I was across town at the third ‘Physical Phenomena at High Magnetic Field’ conference listening to professor Stephen Hill describe his novel method of probing similar crystals. He transmitted radio waves down a thin metallic tube called a wave guide and into an effective echo chamber. Like certain sounds in an enclosed space, specific radio frequencies resonated in the small chamber where his crystal was placed. A second wave guide carried the reflected waves back to a very sensitive receiver. Significant and repeatable changes in the waves could be correlated to changes in the electronic and magnetic properties of the crystal being studied.
It was a fascinating talk, but my mind was preoccupied with the liquid helium level in my experiment back at the lab. If it ran dry, my crystal would warm up and the physical structure of the material would change. It took days to get the molecules to align properly in a process not well understood at the time, but one that I was studying. The temperature at which this material became a superconductor was directly related to this alignment process and I couldn’t let this multi-day experiment come to an end because the helium ran out.
Against the will of one of my instructors who wanted me at the conference to field questions on another topic, I rode off to refill the helium and nitrogen–a 15 minute round trip by motorcycle. That gave me another seven hours of worry-free time to avail myself to the visiting scientists. After a lunch break, we gathered for a group photo.
I ended up in the front near Nobel Laureate Bob Schriefer because people filling in from the back needed some of us to move forward. Schriefer taught a magnetism course at the lab, where he was justifiably treated like royalty. Years earlier his graduate research on superconductivity earned him the Nobel Prize in Physics. Before BCS theory (the S standing for Schriefer) of superconductivity, few had any idea what the hell was going on. The topic was a mystery, and it is still hard to fathom. It’s like having zero friction on a surface, for example if a hockey puck kept sliding for ever without slowing down at all…ever. Within a superconductor, free electrons joining together into pairs were the pucks in BCS theory and Shriefer’s model explained their perpetual motion mathematically.

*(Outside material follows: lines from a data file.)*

#[cfg(test)]
mod tests {
    use super::*;
    use crate::consts::SIM_DT;
    use crate::sim::difficulty::DifficultyCurve;
    use crate::sim::state::{Board, GamePhase};
    use crate::sim::{EmitterConfig, Simulation};
    use crate::tuning::Tuning;

    fn quiet_tuning() -> Tuning {
        let mut tuning = Tuning::default();
        tuning.space_invaders.bomb_rate = 0.0;
        tuning
    }

    fn started(tuning: Tuning) -> Simulation {
        let mut sim = Simulation::new(
            GameKind::SpaceInvaders,
            tuning,
            EmitterConfig::default(),
            5,
        );
        sim.start(5);
        sim
    }

    fn fire() -> Intent {
        Intent {
            primary: true,
            ..Default::default()
        }
    }

    #[test]
    fn test_wave_layout() {
        let sim = started(quiet_tuning());
        assert_eq!(sim.state.entities.count_obstacles(ObstacleKind::Alien), 24);
        let tiers: Vec<u8> = sim
            .state
            .entities
            .alive()
            .filter_map(|e| e.obstacle().map(|o| o.tier))
            .collect();
        assert_eq!(&tiers[..8], &[3; 8]);
        assert_eq!(&tiers[16..], &[2; 8]);
    }

    #[test]
    fn test_fire_respects_cooldown() {
        let mut sim = started(quiet_tuning());
        sim.tick(&fire(), SIM_DT);
        sim.tick(&fire(), SIM_DT);
        assert_eq!(sim.state.entities.count_movers(MoverKind::Bullet), 1);
        for _ in 0..17 {
            sim.tick(&Intent::default(), SIM_DT);
        }
        sim.tick(&fire(), SIM_DT);
        assert_eq!(sim.state.entities.count_movers(MoverKind::Bullet), 2);
    }

    #[test]
    fn test_missed_bullet_breaks_combo() {
        let rules = SpaceInvaders::new(SpaceInvadersTuning::default());
        let state = SimState::new(1, Board::default(), DifficultyCurve::default());
        let miss = GameEvent::Expired {
            id: 1,
            kind: Some(MoverKind::Bullet),
            pos: Vec2::ZERO,
        };
        assert_eq!(rules.classify(&miss, &state), Verdict::Disqualifying);
        let bomb_gone = GameEvent::Expired {
            id: 2,
            kind: Some(MoverKind::Bomb),
            pos: Vec2::ZERO,
        };
        assert_eq!(rules.classify(&bomb_gone, &state), Verdict::Ignore);
    }

    #[test]
    fn test_bullet_destroys_alien_and_vanishes() {
        let mut rules = SpaceInvaders::new(SpaceInvadersTuning::default());
        let mut sim_state = SimState::new(1, Board::default(), DifficultyCurve::default());
        rules.setup(&mut sim_state);
        let target = sim_state
            .entities
            .alive()
            .find(|e| is_alien(e))
            .copied()
            .expect("alien");
        let bullet = sim_state.entities.spawn(
            target.pos + Vec2::new(0.0, 12.0),
            Vec2::new(0.0, -480.0),
            Vec2::new(2.0, 6.0),
            Role::Mover(Mover::free(MoverKind::Bullet)),
        );
        crate::sim::physics::resolve_obstacles(&mut sim_state, &rules);
        assert!(sim_state.events.iter().any(|e| matches!(
            e,
            GameEvent::ObstacleDestroyed { id, tier: 3, .. } if *id == target.id
        )));
        assert!(!sim_state.entities.find(bullet).is_some_and(|e| e.alive));
    }

    #[test]
    fn test_formation_reverses_and_steps_down_at_edge() {
        let mut rules = SpaceInvaders::new(SpaceInvadersTuning::default());
        let mut state = SimState::new(1, Board::default(), DifficultyCurve::default());
        rules.setup(&mut state);
        // Shove the formation against the right wall
        let shift = {
            let max_x = state
                .entities
                .alive()
                .map(|e| e.aabb().max.x)
                .fold(f32::MIN, f32::max);
            state.board.width - max_x - 0.1
        };
        for e in state.entities.iter_mut() {
            e.pos.x += shift;
        }
        let y_before = state.entities.get(0).map(|e| e.pos.y).unwrap_or_default();
        rules.march(&mut state, SIM_DT);
        let y_after = state.entities.get(0).map(|e| e.pos.y).unwrap_or_default();
        assert_eq!(y_after - y_before, 16.0);
        assert_eq!(rules.direction, -1.0);

        let x_before = state.entities.get(0).map(|e| e.pos.x).unwrap_or_default();
        rules.march(&mut state, SIM_DT);
        let x_after = state.entities.get(0).map(|e| e.pos.x).unwrap_or_default();
        assert!(x_after < x_before);
    }

    #[test]
    fn test_breach_ends_game() {
        let mut sim = started(quiet_tuning());
        let ship_top = sim.state.avatar.top();
        for e in sim.state.entities.iter_mut() {
            if is_alien(e) {
                e.pos.y = ship_top - 5.0;
            }
        }
        sim.tick(&Intent::default(), SIM_DT);
        assert!(sim.state.events.contains(&GameEvent::Breach));
        assert_eq!(sim.phase(), GamePhase::GameOver);
        assert!(sim.state.lives > 0);
    }

    #[test]
    fn test_bomb_strike_costs_life() {
        let mut sim = started(quiet_tuning());
        let ship = sim.state.avatar;
        sim.state.entities.spawn(
            ship.pos,
            Vec2::new(0.0, 200.0),
            Vec2::new(3.0, 6.0),
            Role::Mover(Mover::free(MoverKind::Bomb)),
        );
        sim.tick(&Intent::default(), SIM_DT);
        assert_eq!(sim.state.lives, 2);
        assert!(
            sim.state
                .events
                .iter()
                .any(|e| matches!(e, GameEvent::AvatarStruck { .. }))
        );
        assert_eq!(sim.state.entities.count_movers(MoverKind::Bomb), 0);
    }

    #[test]
    fn test_wave_clear_spawns_bigger_wave() {
        let mut sim = started(quiet_tuning());
        for e in sim.state.entities.iter_mut() {
            if is_alien(e) {
                e.alive = false;
            }
        }
        sim.tick(&Intent::default(), SIM_DT);
        assert_eq!(sim.state.level(), 2);
        assert_eq!(sim.state.entities.count_obstacles(ObstacleKind::Alien), 32);
        assert_eq!(sim.state.score(), 150);
    }
}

After the conference I went back to the lab for my third consecutive day with one of the big magnets. I’d never been granted that much continuous magnet time before, and it was complete luck that I got it this time. A group from Japan was having trouble getting their experiment ready and I received days of their time to extend my own. This provided critical extra hours for the molecules in my crystal to align between magnetic field sweeps, and the results were telling.
The quantum oscillations in the resistance of the material amplified and smoothed out the more the crystal molecules aligned. The oscillations labeled ‘E’ in the above graph were recorded after approximately 36 hours of alignment. Before each field sweep, the temperature was lowered to 0.45 Kelvin (less than half a degree from coldest anything can ever get).
These ‘Shubnikov de Hass’ oscillations were caused by masses of electrons in the material jumping from one quantum level to another. The levels themselves were a manifestation of the increasing magnetic field. As the field increased, the quantum levels rose right through the crystal’s conduction electrons, and these electrons had to choose only one of the allowed levels as they passed by.
This would be like going up an escalator and then told to stay on the tenth step. Right before the tenth step became the eleventh, you’d have to step down to the ninth, which would immediately turn into the tenth. You would end up walking in place and your stepping motion would be analogous to the oscillations above.
With these results we confirmed the effective mass of the conduction electrons, determined the average distance an electron would travel before colliding with an impurity, and extracted other properties of the material. But most importantly, we were able to explain why other groups around the world were getting conflicting values for these same properties.
It turned out that like the superconducting transition temperature, these values too were directly related a peculiar molecular alignment process that required extensive amounts of time to complete–time that we were lucky enough to have been awarded when it was needed most.